COMMUNIQUÉ “GEOCHANGE” on issues of global changes of the environment, for presentation to the UN, European Union, International Organizations and Governments of States.
This communiqué is presented on behalf of heads of international organizations, scientific institutes and centers, scientific–technical companies and scientists of different countries.
“GEOCHANGE” as used in this communiqué refers to natural changes of the environment resulting from endogenous, exogenous and cosmic factors and having negative consequences for the stable development of humanity.

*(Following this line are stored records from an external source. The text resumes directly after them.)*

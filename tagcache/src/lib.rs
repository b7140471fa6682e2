//! Tag-aware caching over Redis.
//!
//! Entries are stored as serialized envelopes (key, value, optional expiry,
//! optional tags) and indexed both ways: every tag points at the keys that
//! carry it, and every key points at its tags. Keys with an expiry are also
//! recorded in a time-ordered schedule so their index entries can be
//! reclaimed after the store drops them.
//!
//! # Features
//!
//! - `redis` - Redis store (enabled by default)
//! - `tls` - TLS connections to Redis
//! - **Tag lookups** - fetch every live entry carrying a tag
//! - **Lazy expiry** - expired envelopes are removed when read
//! - **Expiry reconciliation** - keyspace notifications and periodic sweeps
//!   keep the indexes free of dead keys
//! - **Serializers** - JSON, bincode and XML envelopes
//!
//! # Examples
//!
//! ## In-memory store
//!
//! ```
//! use std::sync::Arc;
//! use tagcache::{CacheConfiguration, InMemoryStore, TagCacheService};
//!
//! # #[tokio::main(flavor = "current_thread")]
//! # async fn main() -> Result<(), tagcache::CacheError> {
//! let service = TagCacheService::with_store(
//!     Arc::new(InMemoryStore::new()),
//!     CacheConfiguration::new(),
//! )
//! .await?;
//!
//! let cache = service.cache();
//! cache.save("1", &"first".to_string(), None, &["posts"]).await?;
//! cache.save("2", &"second".to_string(), None, &["posts"]).await?;
//!
//! let mut posts: Vec<String> = cache.get_by_tag("posts").await?;
//! posts.sort();
//! assert_eq!(posts, vec!["first", "second"]);
//!
//! service.shutdown().await?;
//! # Ok(())
//! # }
//! ```
//!
//! ## Redis
//!
//! ```no_run
//! use tagcache::{CacheConfiguration, TagCacheService};
//! use tagcache_redis::RedisConfig;
//!
//! #[tokio::main]
//! async fn main() -> Result<(), tagcache::CacheError> {
//!     tagcache::logging::init_from_env();
//!
//!     let config = CacheConfiguration::new()
//!         .with_redis(RedisConfig::builder().host("localhost").allow_admin(true).build())
//!         .with_manual_expiry(true);
//!     let service = TagCacheService::connect(config).await?;
//!
//!     service.engine().remove_by_tag("stale").await?;
//!     service.shutdown().await
//! }
//! ```

pub mod cache;
pub mod clock;
pub mod codec;
pub mod config;
pub mod engine;
pub mod error;
pub mod keys;
pub mod logging;
pub mod memory_store;
pub mod reconciler;
pub mod schedule;
pub mod service;
pub mod store;
pub mod tag_index;

#[cfg(feature = "redis")]
pub mod redis_store;

pub use cache::{Cache, CacheGetter, CacheRemover, CacheSetter, TagLookup};
pub use clock::{Clock, ManualClock, SystemClock};
pub use codec::{CacheEnvelope, CacheItemCodec, SerializationFormat};
pub use config::CacheConfiguration;
pub use engine::CacheEngine;
pub use error::{CacheError, CacheResult};
pub use keys::{KeySpace, qualified_key};
pub use logging::{CacheLogger, TracingLogger};
pub use memory_store::InMemoryStore;
pub use reconciler::{ExpiryHandler, ExpiryHandlerRegistry, ExpirySweeper};
pub use schedule::ExpirySchedule;
pub use service::{TagCacheService, TagCacheServiceBuilder};
pub use store::{Store, StoreBatch};
pub use tag_index::TagIndex;

#[cfg(feature = "redis")]
pub use redis_store::RedisStore;

/// Re-export commonly used types
pub mod prelude {
    pub use crate::cache::Cache;
    pub use crate::config::CacheConfiguration;
    pub use crate::engine::CacheEngine;
    pub use crate::error::{CacheError, CacheResult};
    pub use crate::memory_store::InMemoryStore;
    pub use crate::service::TagCacheService;
    pub use crate::store::Store;

    #[cfg(feature = "redis")]
    pub use crate::redis_store::RedisStore;
}
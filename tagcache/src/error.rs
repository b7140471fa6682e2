//! Error types for cache operations.

use thiserror::Error;

/// Result type for cache operations.
pub type CacheResult<T> = Result<T, CacheError>;

/// Cache-specific errors.
#[derive(Debug, Error)]
pub enum CacheError {
    /// The store could not be reached or a round trip timed out.
    #[error("Store unavailable: {0}")]
    StoreUnavailable(String),

    /// The store rejected a command.
    #[error("Store command failed: {0}")]
    Command(String),

    /// A value could not be serialized into an envelope.
    #[error("Serialization error: {0}")]
    Encode(String),

    /// A stored payload does not deserialize into the expected envelope.
    #[error("Deserialization error: {0}")]
    Decode(String),

    /// Invalid connection or cache parameters.
    #[error("Configuration error: {0}")]
    Configuration(String),

    /// The expiry reconciler could not be started or stopped.
    #[error("Expiry reconciler error: {0}")]
    Reconciler(String),
}

impl CacheError {
    /// Whether the store could not be reached.
    pub fn is_store_unavailable(&self) -> bool {
        matches!(self, Self::StoreUnavailable(_))
    }

    /// Whether a stored payload failed to decode.
    pub fn is_decode(&self) -> bool {
        matches!(self, Self::Decode(_))
    }
}

#[cfg(feature = "redis")]
impl From<tagcache_redis::RedisError> for CacheError {
    fn from(err: tagcache_redis::RedisError) -> Self {
        use tagcache_redis::RedisError;

        match err {
            RedisError::Config(msg) => Self::Configuration(msg),
            ref e if e.is_connection_error() => Self::StoreUnavailable(e.to_string()),
            other => Self::Command(other.to_string()),
        }
    }
}

#[cfg(feature = "redis")]
impl From<redis::RedisError> for CacheError {
    fn from(err: redis::RedisError) -> Self {
        tagcache_redis::RedisError::from(err).into()
    }
}
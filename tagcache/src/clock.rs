//! Time source used for expiry decisions.

use chrono::{DateTime, Duration as ChronoDuration, Utc};
use std::sync::{Arc, RwLock};
use std::time::Duration;

/// Source of the current time.
pub trait Clock: Send + Sync {
    /// Current UTC time.
    fn now(&self) -> DateTime<Utc>;
}

/// Wall clock.
#[derive(Debug, Clone, Copy, Default)]
pub struct SystemClock;

impl Clock for SystemClock {
    fn now(&self) -> DateTime<Utc> {
        Utc::now()
    }
}

/// A clock that only moves when told to.
///
/// Clones share the same instant, so a test can hand one clone to the store
/// and one to the engine and move both forward at once.
#[derive(Debug, Clone)]
pub struct ManualClock {
    now: Arc<RwLock<DateTime<Utc>>>,
}

impl ManualClock {
    /// Create a clock frozen at `start`.
    pub fn new(start: DateTime<Utc>) -> Self {
        Self {
            now: Arc::new(RwLock::new(start)),
        }
    }

    /// Move the clock forward.
    pub fn advance(&self, by: Duration) {
        let by = ChronoDuration::from_std(by).unwrap_or(ChronoDuration::MAX);
        let mut now = self.now.write().unwrap_or_else(|e| e.into_inner());
        *now = now.checked_add_signed(by).unwrap_or(*now);
    }

    /// Jump to an absolute instant.
    pub fn set(&self, to: DateTime<Utc>) {
        *self.now.write().unwrap_or_else(|e| e.into_inner()) = to;
    }
}

impl Default for ManualClock {
    fn default() -> Self {
        Self::new(Utc::now())
    }
}

impl Clock for ManualClock {
    fn now(&self) -> DateTime<Utc> {
        *self.now.read().unwrap_or_else(|e| e.into_inner())
    }
}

Presently, multiple scientific facts indicative of the increasing environmental changes and their global nature have been collected. These changes indicate an acceleration of the growth rate of the geodynamic activity, which is expressed, in particular, as earthquakes and volcanic eruptions. There is a high risk that the scale of impact of geologic factors on global climate change will be underestimated. The periodical intensification of the Earth’s endogenous activity leads to increased degassing of the mantle and emission of the greenhouse gases of geological origin into the atmosphere, causing global warming.
Alarming facts about a drastic (by more than 500%) acceleration of the drift of the Earth’s North Magnetic Pole since 1990 not only have catastrophic consequences for global climatic change but also bear witness to significant changes in energetic processes in the Earth’s inner and outer cores responsible for the formation of the geomagnetic field and endogenous activity of our planet.
The role of the magnetosphere in shaping the Earth’s climate has been scientifically proven. The changes in the parameters of the geomagnetic field and magnetosphere may lead to redistribution of the areas of formation of cyclones and anticyclones, thus affecting global climate change.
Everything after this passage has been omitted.